運動会まではあと一週間。競技練習で体育の授業が増えて、どことなくそわそわしていた。
この時期、リレー選手に選ばれた児童は昼休みにバトンの受け渡し練習がある。一年生から六年生まで男女一名ずつ、合計十二人が走る。近頃は雨の日が多くて、練習日が延びたおかげで拓也も加われるのはラッキーだった。
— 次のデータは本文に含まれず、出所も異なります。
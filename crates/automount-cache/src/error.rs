//! Error types and collaborator status codes for the map-entry cache.
//!
//! Every fallible cache operation returns [`Result`]. Lookup and mount
//! collaborators that only care about the classic three-valued outcome can
//! collapse any result into a [`CacheStatus`].

use std::collections::TryReserveError;
use std::io;

use thiserror::Error;

/// Errors produced by cache operations.
#[derive(Debug, Error)]
pub enum CacheError {
    /// Memory for a key, mount instruction or bucket slot could not be reserved.
    #[error("allocation failed: {0}")]
    Allocation(#[from] TryReserveError),

    /// No entry exists for the key.
    #[error("no cache entry for key {key:?}")]
    NotFound {
        /// The key that was looked up.
        key: String,
    },

    /// The entry is part of a populated multi-mount group and must be
    /// removed leaf-to-root through the group path.
    #[error("cache entry {key:?} is guarded by a multi-mount group")]
    Guarded {
        /// The key of the guarded entry.
        key: String,
    },

    /// A computed path exceeds the configured maximum length.
    #[error("path too long: {len} bytes exceeds maximum of {max}")]
    PathTooLong {
        /// Length the path would have had, including the terminator.
        len: usize,
        /// Configured maximum.
        max: usize,
    },

    /// The key is not valid for this operation.
    #[error("invalid key {key:?}")]
    InvalidKey {
        /// The rejected key.
        key: String,
    },

    /// The cache was released and has not been re-initialized.
    #[error("map cache is not initialized")]
    Uninitialized,

    /// The configuration failed validation.
    #[error("invalid cache configuration: {reason}")]
    InvalidConfig {
        /// What was wrong with it.
        reason: String,
    },

    /// Filesystem error surfaced to the caller.
    #[error("I/O error: {0}")]
    Io(#[from] io::Error),
}

/// Result alias for cache operations.
pub type Result<T> = std::result::Result<T, CacheError>;

/// Outcome of a successful [`MapCache::update`](crate::MapCache::update).
#[derive(Debug, Clone, Copy, PartialEq, Eq)]
pub enum UpdateOutcome {
    /// A new entry was added or the stored mount instruction changed.
    Updated,
    /// The stored mount instruction already matched; only the age moved.
    Unchanged,
}

/// Three-valued status returned to lookup and mount collaborators.
///
/// Collaborators branch only on these codes, so any [`Result`] from the
/// cache converts into one.
#[derive(Debug, Clone, Copy, PartialEq, Eq)]
pub enum CacheStatus {
    /// The operation succeeded without changing a mount instruction.
    Ok,
    /// The operation added an entry or changed a mount instruction.
    Updated,
    /// The operation failed.
    Fail,
}

impl From<()> for CacheStatus {
    fn from((): ()) -> Self {
        CacheStatus::Ok
    }
}

impl From<UpdateOutcome> for CacheStatus {
    fn from(outcome: UpdateOutcome) -> Self {
        match outcome {
            UpdateOutcome::Updated => CacheStatus::Updated,
            UpdateOutcome::Unchanged => CacheStatus::Ok,
        }
    }
}

impl<T: Into<CacheStatus>> From<Result<T>> for CacheStatus {
    fn from(result: Result<T>) -> Self {
        match result {
            Ok(value) => value.into(),
            Err(_) => CacheStatus::Fail,
        }
    }
}

impl CacheError {
    /// Returns true if the error is a group-guard violation.
    pub fn is_guarded(&self) -> bool {
        matches!(self, CacheError::Guarded { .. })
    }

    /// Returns true if the error reports a missing entry.
    pub fn is_not_found(&self) -> bool {
        matches!(self, CacheError::NotFound { .. })
    }
}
昼休みになると真っ先に校庭に向かった。一番乗りだと思ったら、集合場所の鉄棒前には舞香が先に来ていた。
「なんだぁ、もう来てるのか」
「なんだってことはないでしょ、もう六年目なんだし」
「舞香とは一年からずっとクラスが同じだもんな。今年は赤組か」
海波小学校は各学年ちょうど三クラスで、色分けは一組が赤、二組が白、三組が青色だ。
「あたし赤色って好き。勝ちそうな色だもん」
「そう? 白星とか黒星とか言うから、白の方が勝ち色っぽいけどな」
「それは相撲の話じゃないの」
「あれ、相撲のことなんだ」
話しをしているうちに、他の児童も集まってきた。最後にやって来た先生が準備運動をするようにと言っている。
とっくに始めていた拓也は手首と足首を回しながら舞香にきいた。
「去年はおれが後半だったけど、今年はどっちが後半やる?」
前半か後半かを決めるのは先生だ。でもおれと舞香は毎年選出されているのを先生も知っているから、任せてくれる。